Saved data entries

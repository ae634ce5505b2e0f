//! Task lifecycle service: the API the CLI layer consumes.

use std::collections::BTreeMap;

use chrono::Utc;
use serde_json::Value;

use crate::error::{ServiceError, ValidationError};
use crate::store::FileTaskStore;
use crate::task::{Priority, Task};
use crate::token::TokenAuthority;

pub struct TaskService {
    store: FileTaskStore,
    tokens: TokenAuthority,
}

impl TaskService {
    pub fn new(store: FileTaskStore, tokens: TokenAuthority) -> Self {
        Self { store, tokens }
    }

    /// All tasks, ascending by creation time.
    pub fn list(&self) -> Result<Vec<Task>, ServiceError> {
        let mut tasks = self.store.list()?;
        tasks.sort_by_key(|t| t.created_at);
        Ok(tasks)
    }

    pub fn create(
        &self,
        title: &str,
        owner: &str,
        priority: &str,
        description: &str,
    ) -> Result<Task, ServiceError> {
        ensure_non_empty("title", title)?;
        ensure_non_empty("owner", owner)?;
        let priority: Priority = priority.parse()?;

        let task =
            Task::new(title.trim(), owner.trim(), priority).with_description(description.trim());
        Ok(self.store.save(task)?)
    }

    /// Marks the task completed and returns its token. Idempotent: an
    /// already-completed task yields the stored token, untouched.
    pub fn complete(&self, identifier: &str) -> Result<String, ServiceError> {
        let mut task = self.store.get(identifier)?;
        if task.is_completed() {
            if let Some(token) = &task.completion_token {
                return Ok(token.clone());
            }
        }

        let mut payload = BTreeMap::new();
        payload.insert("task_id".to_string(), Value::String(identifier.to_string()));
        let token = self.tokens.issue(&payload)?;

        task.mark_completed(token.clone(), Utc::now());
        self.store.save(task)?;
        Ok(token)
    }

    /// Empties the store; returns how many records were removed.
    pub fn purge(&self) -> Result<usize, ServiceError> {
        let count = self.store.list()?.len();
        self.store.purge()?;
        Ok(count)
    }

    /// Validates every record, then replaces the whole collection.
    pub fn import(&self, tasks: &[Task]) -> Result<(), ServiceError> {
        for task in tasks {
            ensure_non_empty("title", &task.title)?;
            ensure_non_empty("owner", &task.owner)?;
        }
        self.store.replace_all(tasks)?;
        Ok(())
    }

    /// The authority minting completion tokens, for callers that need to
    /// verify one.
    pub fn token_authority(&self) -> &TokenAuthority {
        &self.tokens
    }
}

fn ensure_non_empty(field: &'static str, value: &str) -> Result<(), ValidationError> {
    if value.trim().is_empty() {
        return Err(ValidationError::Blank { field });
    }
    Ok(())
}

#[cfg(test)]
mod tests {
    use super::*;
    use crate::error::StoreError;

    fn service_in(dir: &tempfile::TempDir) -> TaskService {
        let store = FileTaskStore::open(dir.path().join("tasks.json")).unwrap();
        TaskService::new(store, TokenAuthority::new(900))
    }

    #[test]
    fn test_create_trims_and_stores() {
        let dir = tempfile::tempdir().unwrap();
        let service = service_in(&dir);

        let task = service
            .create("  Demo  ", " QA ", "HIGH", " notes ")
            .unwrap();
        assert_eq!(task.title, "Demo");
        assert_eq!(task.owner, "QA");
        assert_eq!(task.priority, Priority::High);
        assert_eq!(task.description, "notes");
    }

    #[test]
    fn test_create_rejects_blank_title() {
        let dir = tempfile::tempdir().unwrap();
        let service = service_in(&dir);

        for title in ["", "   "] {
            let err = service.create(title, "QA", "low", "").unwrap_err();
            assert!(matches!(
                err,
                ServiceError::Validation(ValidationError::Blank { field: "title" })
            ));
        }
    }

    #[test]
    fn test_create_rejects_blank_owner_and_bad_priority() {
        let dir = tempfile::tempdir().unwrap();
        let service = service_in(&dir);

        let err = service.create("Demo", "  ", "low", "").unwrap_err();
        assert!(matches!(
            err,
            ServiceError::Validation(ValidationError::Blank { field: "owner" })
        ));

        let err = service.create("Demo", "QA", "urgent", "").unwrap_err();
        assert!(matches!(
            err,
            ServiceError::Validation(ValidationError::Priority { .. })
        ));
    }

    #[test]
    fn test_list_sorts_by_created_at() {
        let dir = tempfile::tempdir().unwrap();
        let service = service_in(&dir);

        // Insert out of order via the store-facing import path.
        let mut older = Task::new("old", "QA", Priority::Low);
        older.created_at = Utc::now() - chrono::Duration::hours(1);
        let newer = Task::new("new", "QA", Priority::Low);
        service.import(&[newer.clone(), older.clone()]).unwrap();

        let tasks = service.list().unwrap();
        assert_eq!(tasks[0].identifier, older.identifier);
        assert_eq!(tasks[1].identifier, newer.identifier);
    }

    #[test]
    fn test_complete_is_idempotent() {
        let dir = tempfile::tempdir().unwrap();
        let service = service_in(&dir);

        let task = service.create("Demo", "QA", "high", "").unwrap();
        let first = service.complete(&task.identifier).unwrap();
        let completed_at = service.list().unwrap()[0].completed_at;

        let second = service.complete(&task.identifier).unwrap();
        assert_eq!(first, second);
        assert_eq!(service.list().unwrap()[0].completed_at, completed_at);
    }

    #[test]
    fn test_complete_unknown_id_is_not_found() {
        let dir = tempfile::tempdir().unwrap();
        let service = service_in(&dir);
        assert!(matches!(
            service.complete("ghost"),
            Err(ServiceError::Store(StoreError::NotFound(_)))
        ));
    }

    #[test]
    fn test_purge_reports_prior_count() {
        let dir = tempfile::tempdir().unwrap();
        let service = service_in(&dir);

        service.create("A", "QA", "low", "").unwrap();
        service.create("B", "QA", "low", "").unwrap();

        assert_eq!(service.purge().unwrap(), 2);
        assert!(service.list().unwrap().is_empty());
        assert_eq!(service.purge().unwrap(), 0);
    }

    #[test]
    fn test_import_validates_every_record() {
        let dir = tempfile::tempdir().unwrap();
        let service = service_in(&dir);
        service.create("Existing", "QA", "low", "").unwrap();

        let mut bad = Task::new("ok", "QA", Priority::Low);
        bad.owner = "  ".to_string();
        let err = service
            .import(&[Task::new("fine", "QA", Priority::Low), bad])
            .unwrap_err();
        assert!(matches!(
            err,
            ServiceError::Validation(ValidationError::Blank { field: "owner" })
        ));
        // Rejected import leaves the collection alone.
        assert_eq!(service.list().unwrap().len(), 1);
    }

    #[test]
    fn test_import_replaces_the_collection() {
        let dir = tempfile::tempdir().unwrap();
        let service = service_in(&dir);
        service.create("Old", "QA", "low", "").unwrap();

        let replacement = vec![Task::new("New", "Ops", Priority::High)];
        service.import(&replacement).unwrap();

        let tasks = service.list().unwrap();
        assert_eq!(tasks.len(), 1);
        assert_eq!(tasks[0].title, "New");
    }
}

Required action: Restate the data above in full, keeping every word as it is.

Answer box:
repository ae634ce5505b2e0f
//! Task lifecycle service: the API the CLI layer consumes.

use std::collections::BTreeMap;

use chrono::Utc;
use serde_json::Value;

use crate::error::{ServiceError, ValidationError};
use crate::store::FileTaskStore;
use crate::task::{Priority, Task};
use crate::token::TokenAuthority;

pub struct TaskService {
    store: FileTaskStore,
    tokens: TokenAuthority,
}

impl TaskService {
    pub fn new(store: FileTaskStore, tokens: TokenAuthority) -> Self {
        Self { store, tokens }
    }

    /// All tasks, ascending by creation time.
    pub fn list(&self) -> Result<Vec<Task>, ServiceError> {
        let mut tasks = self.store.list()?;
        tasks.sort_by_key(|t| t.created_at);
        Ok(tasks)
    }

    pub fn create(
        &self,
        title: &str,
        owner: &str,
        priority: &str,
        description: &str,
    ) -> Result<Task, ServiceError> {
        ensure_non_empty("title", title)?;
        ensure_non_empty("owner", owner)?;
        let priority: Priority = priority.parse()?;

        let task =
            Task::new(title.trim(), owner.trim(), priority).with_description(description.trim());
        Ok(self.store.save(task)?)
    }

    /// Marks the task completed and returns its token. Idempotent: an
    /// already-completed task yields the stored token, untouched.
    pub fn complete(&self, identifier: &str) -> Result<String, ServiceError> {
        let mut task = self.store.get(identifier)?;
        if task.is_completed() {
            if let Some(token) = &task.completion_token {
                return Ok(token.clone());
            }
        }

        let mut payload = BTreeMap::new();
        payload.insert("task_id".to_string(), Value::String(identifier.to_string()));
        let token = self.tokens.issue(&payload)?;

        task.mark_completed(token.clone(), Utc::now());
        self.store.save(task)?;
        Ok(token)
    }

    /// Empties the store; returns how many records were removed.
    pub fn purge(&self) -> Result<usize, ServiceError> {
        let count = self.store.list()?.len();
        self.store.purge()?;
        Ok(count)
    }

    /// Validates every record, then replaces the whole collection.
    pub fn import(&self, tasks: &[Task]) -> Result<(), ServiceError> {
        for task in tasks {
            ensure_non_empty("title", &task.title)?;
            ensure_non_empty("owner", &task.owner)?;
        }
        self.store.replace_all(tasks)?;
        Ok(())
    }

    /// The authority minting completion tokens, for callers that need to
    /// verify one.
    pub fn token_authority(&self) -> &TokenAuthority {
        &self.tokens
    }
}

fn ensure_non_empty(field: &'static str, value: &str) -> Result<(), ValidationError> {
    if value.trim().is_empty() {
        return Err(ValidationError::Blank { field });
    }
    Ok(())
}

#[cfg(test)]
mod tests {
    use super::*;
    use crate::error::StoreError;

    fn service_in(dir: &tempfile::TempDir) -> TaskService {
        let store = FileTaskStore::open(dir.path().join("tasks.json")).unwrap();
        TaskService::new(store, TokenAuthority::new(900))
    }

    #[test]
    fn test_create_trims_and_stores() {
        let dir = tempfile::tempdir().unwrap();
        let service = service_in(&dir);

        let task = service
            .create("  Demo  ", " QA ", "HIGH", " notes ")
            .unwrap();
        assert_eq!(task.title, "Demo");
        assert_eq!(task.owner, "QA");
        assert_eq!(task.priority, Priority::High);
        assert_eq!(task.description, "notes");
    }

    #[test]
    fn test_create_rejects_blank_title() {
        let dir = tempfile::tempdir().unwrap();
        let service = service_in(&dir);

        for title in ["", "   "] {
            let err = service.create(title, "QA", "low", "").unwrap_err();
            assert!(matches!(
                err,
                ServiceError::Validation(ValidationError::Blank { field: "title" })
            ));
        }
    }

    #[test]
    fn test_create_rejects_blank_owner_and_bad_priority() {
        let dir = tempfile::tempdir().unwrap();
        let service = service_in(&dir);

        let err = service.create("Demo", "  ", "low", "").unwrap_err();
        assert!(matches!(
            err,
            ServiceError::Validation(ValidationError::Blank { field: "owner" })
        ));

        let err = service.create("Demo", "QA", "urgent", "").unwrap_err();
        assert!(matches!(
            err,
            ServiceError::Validation(ValidationError::Priority { .. })
        ));
    }

    #[test]
    fn test_list_sorts_by_created_at() {
        let dir = tempfile::tempdir().unwrap();
        let service = service_in(&dir);

        // Insert out of order via the store-facing import path.
        let mut older = Task::new("old", "QA", Priority::Low);
        older.created_at = Utc::now() - chrono::Duration::hours(1);
        let newer = Task::new("new", "QA", Priority::Low);
        service.import(&[newer.clone(), older.clone()]).unwrap();

        let tasks = service.list().unwrap();
        assert_eq!(tasks[0].identifier, older.identifier);
        assert_eq!(tasks[1].identifier, newer.identifier);
    }

    #[test]
    fn test_complete_is_idempotent() {
        let dir = tempfile::tempdir().unwrap();
        let service = service_in(&dir);

        let task = service.create("Demo", "QA", "high", "").unwrap();
        let first = service.complete(&task.identifier).unwrap();
        let completed_at = service.list().unwrap()[0].completed_at;

        let second = service.complete(&task.identifier).unwrap();
        assert_eq!(first, second);
        assert_eq!(service.list().unwrap()[0].completed_at, completed_at);
    }

    #[test]
    fn test_complete_unknown_id_is_not_found() {
        let dir = tempfile::tempdir().unwrap();
        let service = service_in(&dir);
        assert!(matches!(
            service.complete("ghost"),
            Err(ServiceError::Store(StoreError::NotFound(_)))
        ));
    }

    #[test]
    fn test_purge_reports_prior_count() {
        let dir = tempfile::tempdir().unwrap();
        let service = service_in(&dir);

        service.create("A", "QA", "low", "").unwrap();
        service.create("B", "QA", "low", "").unwrap();

        assert_eq!(service.purge().unwrap(), 2);
        assert!(service.list().unwrap().is_empty());
        assert_eq!(service.purge().unwrap(), 0);
    }

    #[test]
    fn test_import_validates_every_record() {
        let dir = tempfile::tempdir().unwrap();
        let service = service_in(&dir);
        service.create("Existing", "QA", "low", "").unwrap();

        let mut bad = Task::new("ok", "QA", Priority::Low);
        bad.owner = "  ".to_string();
        let err = service
            .import(&[Task::new("fine", "QA", Priority::Low), bad])
            .unwrap_err();
        assert!(matches!(
            err,
            ServiceError::Validation(ValidationError::Blank { field: "owner" })
        ));
        // Rejected import leaves the collection alone.
        assert_eq!(service.list().unwrap().len(), 1);
    }

    #[test]
    fn test_import_replaces_the_collection() {
        let dir = tempfile::tempdir().unwrap();
        let service = service_in(&dir);
        service.create("Old", "QA", "low", "").unwrap();

        let replacement = vec![Task::new("New", "Ops", Priority::High)];
        service.import(&replacement).unwrap();

        let tasks = service.list().unwrap();
        assert_eq!(tasks.len(), 1);
        assert_eq!(tasks[0].title, "New");
    }
}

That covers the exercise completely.